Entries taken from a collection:
····················

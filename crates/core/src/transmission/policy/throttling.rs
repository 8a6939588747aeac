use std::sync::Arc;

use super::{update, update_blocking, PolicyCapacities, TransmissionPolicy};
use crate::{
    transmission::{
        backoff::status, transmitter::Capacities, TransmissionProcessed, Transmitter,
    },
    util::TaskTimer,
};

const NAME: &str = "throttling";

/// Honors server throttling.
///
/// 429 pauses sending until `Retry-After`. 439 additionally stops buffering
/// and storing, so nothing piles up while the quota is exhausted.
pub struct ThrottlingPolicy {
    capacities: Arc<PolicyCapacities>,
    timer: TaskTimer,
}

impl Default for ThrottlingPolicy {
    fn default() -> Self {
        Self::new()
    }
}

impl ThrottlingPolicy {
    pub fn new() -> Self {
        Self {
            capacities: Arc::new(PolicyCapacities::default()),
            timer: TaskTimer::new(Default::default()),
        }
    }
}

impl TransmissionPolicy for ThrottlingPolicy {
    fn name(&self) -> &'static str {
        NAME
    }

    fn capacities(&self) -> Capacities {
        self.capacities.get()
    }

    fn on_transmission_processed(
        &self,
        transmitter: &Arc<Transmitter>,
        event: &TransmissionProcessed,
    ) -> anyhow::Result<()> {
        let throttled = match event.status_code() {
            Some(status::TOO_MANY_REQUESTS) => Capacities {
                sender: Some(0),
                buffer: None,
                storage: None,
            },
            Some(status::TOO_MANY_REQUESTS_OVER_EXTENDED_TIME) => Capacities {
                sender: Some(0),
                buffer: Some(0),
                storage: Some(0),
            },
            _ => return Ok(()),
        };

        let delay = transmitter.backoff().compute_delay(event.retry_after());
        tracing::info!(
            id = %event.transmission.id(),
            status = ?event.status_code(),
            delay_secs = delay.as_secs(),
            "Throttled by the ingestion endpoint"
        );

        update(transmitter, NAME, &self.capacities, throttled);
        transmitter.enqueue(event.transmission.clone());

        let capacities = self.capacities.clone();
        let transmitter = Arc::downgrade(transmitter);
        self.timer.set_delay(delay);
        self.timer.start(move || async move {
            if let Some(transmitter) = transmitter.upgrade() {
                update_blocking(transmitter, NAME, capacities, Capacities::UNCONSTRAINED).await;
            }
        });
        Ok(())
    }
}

····················

■ Exercise
Respond with one number only: how many lines of the data contain "event".

■ Problem solution
6